Meski demikian, kata Jarwoko, gagasan ini baru menjadi opsi dalam rapat yang digelar antara Dinas Pendidikan Kota Tarakan, Kepala Sekolah dan guru terkait. Dalam rapat yang dihadiri Komisioner Komisi Perlindungan Anak Indonesia (KPAI) dan LPMP Kalimantan Utara, opsi ini belum menjadi keputusan.
Hingga saat ini Kemendikbud Ristek belum memiliki aturan yang membolehkan penilaian praktik ritual keagamaan siswa dengan keyakinan yang berbeda dilakukan di komunitas mereka.
“Belum ada kan kalau dasar hukum itu belum ada secara jelas. Kalau secara penafsiran nanti orang takut juga belum tentu ini bisa,” kata Jarwoko.

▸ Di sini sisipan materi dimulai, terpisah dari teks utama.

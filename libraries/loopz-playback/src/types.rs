//! Core types for playback management

use serde::{Deserialize, Serialize};
use tracing::{debug, warn};
use url::Url;

/// URL schemes a media element can stream from
const PLAYABLE_SCHEMES: [&str; 3] = ["http", "https", "blob"];

/// A playable song
///
/// Identity is by `id`; two tracks with the same id are the same song even if
/// the rest of the metadata differs.
#[derive(Debug, Clone, PartialEq, Serialize, Deserialize)]
#[serde(rename_all = "camelCase")]
pub struct Track {
    /// Unique track identifier from the platform
    pub id: String,

    /// Track title
    pub title: String,

    /// Length in seconds as reported by the platform (0 when unknown)
    #[serde(default)]
    pub duration_secs: f64,

    /// Streaming URL; absolute once the track has passed [`Track::resolve`]
    pub audio_url: String,

    /// Cover art
    #[serde(default)]
    pub artwork_url: Option<String>,

    /// Contributing artists, display names
    #[serde(default)]
    pub artists: Vec<String>,
}

impl Track {
    pub fn new(id: impl Into<String>, title: impl Into<String>, audio_url: impl Into<String>) -> Self {
        Self {
            id: id.into(),
            title: title.into(),
            duration_secs: 0.0,
            audio_url: audio_url.into(),
            artwork_url: None,
            artists: Vec::new(),
        }
    }

    #[must_use]
    pub fn with_duration(mut self, secs: f64) -> Self {
        self.duration_secs = if secs.is_finite() && secs > 0.0 { secs } else { 0.0 };
        self
    }

    #[must_use]
    pub fn with_artwork(mut self, url: impl Into<String>) -> Self {
        self.artwork_url = Some(url.into());
        self
    }

    #[must_use]
    pub fn with_artists(mut self, artists: Vec<String>) -> Self {
        self.artists = artists;
        self
    }

    /// Validate the track and turn its audio URL into an absolute streaming URL
    ///
    /// Relative URLs are joined onto `base`. Returns `None` when the id or
    /// title is blank or the URL cannot be resolved.
    pub fn resolve(mut self, base: Option<&Url>) -> Option<Self> {
        self.id = self.id.trim().to_string();
        self.title = self.title.trim().to_string();
        if self.id.is_empty() || self.title.is_empty() {
            return None;
        }

        let raw = self.audio_url.trim();
        if raw.is_empty() {
            return None;
        }

        let resolved = match Url::parse(raw) {
            Ok(url) => url,
            Err(url::ParseError::RelativeUrlWithoutBase) => base?.join(raw).ok()?,
            Err(_) => return None,
        };

        if !PLAYABLE_SCHEMES.contains(&resolved.scheme()) {
            return None;
        }

        self.audio_url = resolved.to_string();
        Some(self)
    }

    /// Whether the track can enter a queue as-is
    pub fn is_playable(&self) -> bool {
        !self.id.trim().is_empty()
            && !self.title.trim().is_empty()
            && Url::parse(&self.audio_url)
                .map(|url| PLAYABLE_SCHEMES.contains(&url.scheme()))
                .unwrap_or(false)
    }
}

/// Resolve every track against `base`, dropping the ones that cannot be played
pub fn prepare_tracks(tracks: Vec<Track>, base: Option<&Url>) -> Vec<Track> {
    let total = tracks.len();
    let prepared: Vec<Track> = tracks
        .into_iter()
        .filter_map(|track| {
            let id = track.id.clone();
            let resolved = track.resolve(base);
            if resolved.is_none() {
                debug!(track_id = %id, "Dropping unplayable track");
            }
            resolved
        })
        .collect();

    if prepared.len() != total {
        debug!(
            kept = prepared.len(),
            dropped = total - prepared.len(),
            "Filtered track list"
        );
    }

    prepared
}

/// Player state machine
#[derive(Debug, Clone, Copy, PartialEq, Eq, Serialize, Deserialize)]
#[serde(rename_all = "lowercase")]
pub enum PlaybackState {
    /// Nothing loaded
    Empty,

    /// Track selected, primary channel buffering
    Loading,

    /// Audio is audible
    Playing,

    /// Track loaded, playback halted
    Paused,
}

impl PlaybackState {
    pub fn as_str(&self) -> &'static str {
        match self {
            Self::Empty => "empty",
            Self::Loading => "loading",
            Self::Playing => "playing",
            Self::Paused => "paused",
        }
    }
}

/// How a container page asks for its tracks to be played
#[derive(Debug, Clone, Default, PartialEq, Eq, Serialize, Deserialize)]
#[serde(rename_all = "camelCase")]
pub struct LoadOptions {
    /// Opaque tag of the UI context that owns the queue (e.g. `album-42`)
    #[serde(default)]
    pub source_id: Option<String>,

    /// Position in the supplied list to start at
    #[serde(default)]
    pub start_index: usize,

    /// The listener clicked one specific track rather than "play all"
    #[serde(default)]
    pub direct_click: bool,
}

impl LoadOptions {
    pub fn new(source_id: impl Into<String>) -> Self {
        Self {
            source_id: Some(source_id.into()),
            ..Self::default()
        }
    }

    #[must_use]
    pub fn starting_at(mut self, index: usize) -> Self {
        self.start_index = index;
        self
    }

    /// Start at `index` because the listener clicked it
    #[must_use]
    pub fn clicked(mut self, index: usize) -> Self {
        self.start_index = index;
        self.direct_click = true;
        self
    }
}

/// Configuration for the playback controller
#[derive(Debug, Clone, PartialEq, Serialize, Deserialize)]
#[serde(default)]
pub struct PlayerConfig {
    /// Volume used when nothing valid is persisted (0.0-1.0, default: 0.5)
    pub default_volume: f32,

    /// Base URL relative audio URLs are joined onto
    pub media_base_url: Option<String>,

    /// Fixed shuffle seed, for reproducible orderings
    pub shuffle_seed: Option<u64>,

    /// Fetch recommendations before the queue runs out (default: true)
    pub prefetch_recommendations: bool,

    /// Keep the upcoming track buffered on the preload channel (default: true)
    pub preload_next: bool,
}

impl Default for PlayerConfig {
    fn default() -> Self {
        Self {
            default_volume: 0.5,
            media_base_url: None,
            shuffle_seed: None,
            prefetch_recommendations: true,
            preload_next: true,
        }
    }
}

impl PlayerConfig {
    /// Parsed media base URL; an unparsable value is logged and ignored
    pub fn media_base(&self) -> Option<Url> {
        let raw = self.media_base_url.as_deref()?;
        match Url::parse(raw) {
            Ok(url) => Some(url),
            Err(e) => {
                warn!(url = %raw, error = %e, "Ignoring invalid media base URL");
                None
            }
        }
    }
}
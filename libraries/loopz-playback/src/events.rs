//! Player events and read model
//!
//! The controller queues a [`PlayerEvent`] for every observable change; the
//! UI drains them after each action or media callback. [`PlayerSnapshot`] is
//! the full read model for components that would rather re-render from
//! scratch.

use crate::types::{PlaybackState, Track};
use serde::{Deserialize, Serialize};

/// Events emitted by the player
#[derive(Debug, Clone, PartialEq, Serialize, Deserialize)]
#[serde(tag = "type", rename_all = "camelCase", rename_all_fields = "camelCase")]
pub enum PlayerEvent {
    /// Playback state changed
    StateChanged { state: PlaybackState },

    /// A different track became current
    TrackChanged {
        track_id: String,
        previous_track_id: Option<String>,
    },

    /// Queue contents or order changed
    QueueChanged { length: usize },

    /// Elapsed time moved (media time update or seek)
    PositionUpdate { elapsed_secs: f64, duration_secs: f64 },

    /// Volume or mute changed
    VolumeChanged { volume: f32, muted: bool },

    ShuffleChanged { enabled: bool },

    LoopChanged { enabled: bool },

    /// Message for the dismissible error banner
    Error { message: String },

    /// Banner dismissed
    ErrorCleared,

    /// Upcoming track is buffering on the preload channel
    NextTrackPreloaded { track_id: String },

    /// Host should fetch recommendations for this track
    RecommendationsRequested { track_id: String },

    /// Recommendations appended to the queue
    QueueExtended { added: usize },

    /// Ran out of tracks; the player is empty
    QueueExhausted,
}

/// Everything the UI shows about the player
#[derive(Debug, Clone, PartialEq, Serialize, Deserialize)]
#[serde(rename_all = "camelCase")]
pub struct PlayerSnapshot {
    pub state: PlaybackState,
    pub current_track: Option<Track>,
    pub current_index: Option<usize>,
    pub is_playing: bool,
    pub is_loading: bool,
    pub elapsed_secs: f64,
    pub duration_secs: f64,
    pub volume: f32,
    pub is_muted: bool,
    pub is_shuffled: bool,
    pub is_looping: bool,
    pub source_id: Option<String>,
    pub last_error: Option<String>,
    /// Active queue, in play order
    pub queue: Vec<Track>,
}
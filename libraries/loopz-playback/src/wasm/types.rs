//! WASM-compatible type definitions

use crate::{lenient, LoadOptions, Track};
use serde::{Deserialize, Serialize};
use wasm_bindgen::prelude::*;

/// Track as exchanged with JavaScript
///
/// Same shape as [`Track`] but with getters so it can cross the boundary as a
/// class as well as a plain object. Raw platform records (`titulo`,
/// `archivo_url`, numeric ids, `usuarios`) are accepted too.
#[derive(Serialize, Deserialize, Clone, Debug)]
#[serde(rename_all = "camelCase")]
#[wasm_bindgen]
pub struct WasmTrack {
    #[serde(default, deserialize_with = "lenient::id")]
    id: String,
    #[serde(default, alias = "titulo", deserialize_with = "lenient::text")]
    title: String,
    #[serde(default, alias = "archivo_url", alias = "archivoUrl", deserialize_with = "lenient::text")]
    audio_url: String,
    #[serde(default, alias = "duracion", deserialize_with = "lenient::duration_or_zero")]
    duration_secs: f64,
    #[serde(default, alias = "imagen", alias = "portada")]
    artwork_url: Option<String>,
    #[serde(default, alias = "usuarios", deserialize_with = "lenient::artists")]
    artists: Vec<String>,
}

#[wasm_bindgen]
impl WasmTrack {
    #[wasm_bindgen(constructor)]
    pub fn new(id: String, title: String, audio_url: String, duration_secs: f64) -> Self {
        Self {
            id,
            title,
            audio_url,
            duration_secs,
            artwork_url: None,
            artists: Vec::new(),
        }
    }

    #[wasm_bindgen(getter)]
    pub fn id(&self) -> String {
        self.id.clone()
    }

    #[wasm_bindgen(getter)]
    pub fn title(&self) -> String {
        self.title.clone()
    }

    #[wasm_bindgen(getter, js_name = audioUrl)]
    pub fn audio_url(&self) -> String {
        self.audio_url.clone()
    }

    #[wasm_bindgen(getter, js_name = durationSecs)]
    pub fn duration_secs(&self) -> f64 {
        self.duration_secs
    }

    #[wasm_bindgen(getter, js_name = artworkUrl)]
    pub fn artwork_url(&self) -> Option<String> {
        self.artwork_url.clone()
    }

    #[wasm_bindgen(setter, js_name = artworkUrl)]
    pub fn set_artwork_url(&mut self, url: Option<String>) {
        self.artwork_url = url;
    }

    /// Contributing artists, comma separated
    #[wasm_bindgen(getter)]
    pub fn artists(&self) -> String {
        self.artists.join(", ")
    }
}

impl From<&Track> for WasmTrack {
    fn from(track: &Track) -> Self {
        Self {
            id: track.id.clone(),
            title: track.title.clone(),
            audio_url: track.audio_url.clone(),
            duration_secs: track.duration_secs,
            artwork_url: track.artwork_url.clone(),
            artists: track.artists.clone(),
        }
    }
}

impl From<WasmTrack> for Track {
    fn from(track: WasmTrack) -> Self {
        let mut converted = Track::new(track.id, track.title, track.audio_url)
            .with_duration(track.duration_secs)
            .with_artists(track.artists);
        converted.artwork_url = track.artwork_url;
        converted
    }
}

/// Options object passed by browse pages: `{ id, iniciar, clickDirecto }`
#[derive(Deserialize, Debug, Default)]
#[serde(rename_all = "camelCase")]
pub struct JsLoadOptions {
    #[serde(default)]
    id: Option<SourceId>,
    #[serde(default)]
    iniciar: Option<usize>,
    #[serde(default)]
    click_directo: bool,
}

/// Source ids arrive as numbers from some pages and strings from others
#[derive(Deserialize, Debug)]
#[serde(untagged)]
enum SourceId {
    Number(i64),
    Text(String),
}

impl From<JsLoadOptions> for LoadOptions {
    fn from(options: JsLoadOptions) -> Self {
        let source_id = options.id.map(|id| match id {
            SourceId::Number(n) => n.to_string(),
            SourceId::Text(s) => s,
        });
        let start_index = options.iniciar.unwrap_or(0);
        LoadOptions {
            source_id,
            start_index,
            direct_click: options.click_directo,
        }
    }
}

Jarwoko mengaku telah membicarakan ini dengan Dirjen Pendidikan Dasar dan Menengah (Dikdasmen). Dirjen, kata jarwoko, menyatakan bahwa jika pelajaran agama yang tersedia tidak sesuai dengan keyakinan siswa, maka diserahkan kepada komunitas mereka.
“Tapi kan harus ada dasar hukum, nggak bisa disampaikan dengan itu saja, nggak mau orang Dinas dan sekolahan. Nanti disalahkan lagi dasarnya apa?” ujarnya.
Sebelumnya, Komisioner KPAI, Retno Listyarti mengatakan mereka menerima aduan dari orang tua tiga bersaudara yang bersekolah di salah satu SD Negeri di Tarakan, Kaltara. Ketiganya tidak naik kelas selama tiga tahun berturut-turut.
Tinggal kelas selama tiga tahun berturut-turut, membuat kondisi psikologis ketiga anak tersebut sangat terpukul. Mereka mulai kehilangan semangat belajar dan malu dengan teman-temannya.
Retno mengatakan persoalan yang menimpa ketiga anak itu bukan karena mereka tidak pandai secara akademik, melainkan perlakuan diskriminatif dari pihak sekolah atas keyakinan yang mereka anut.
“Ketiga anak sudah menyatakan dalam zoom meeting dengan KPAI dan Itjen Kemendikbud Ristek, bahwa mereka tidak mau melanjutkan sekolah jika mereka tidak naik kelas lagi untuk keempat kalinya,” tutur Retno.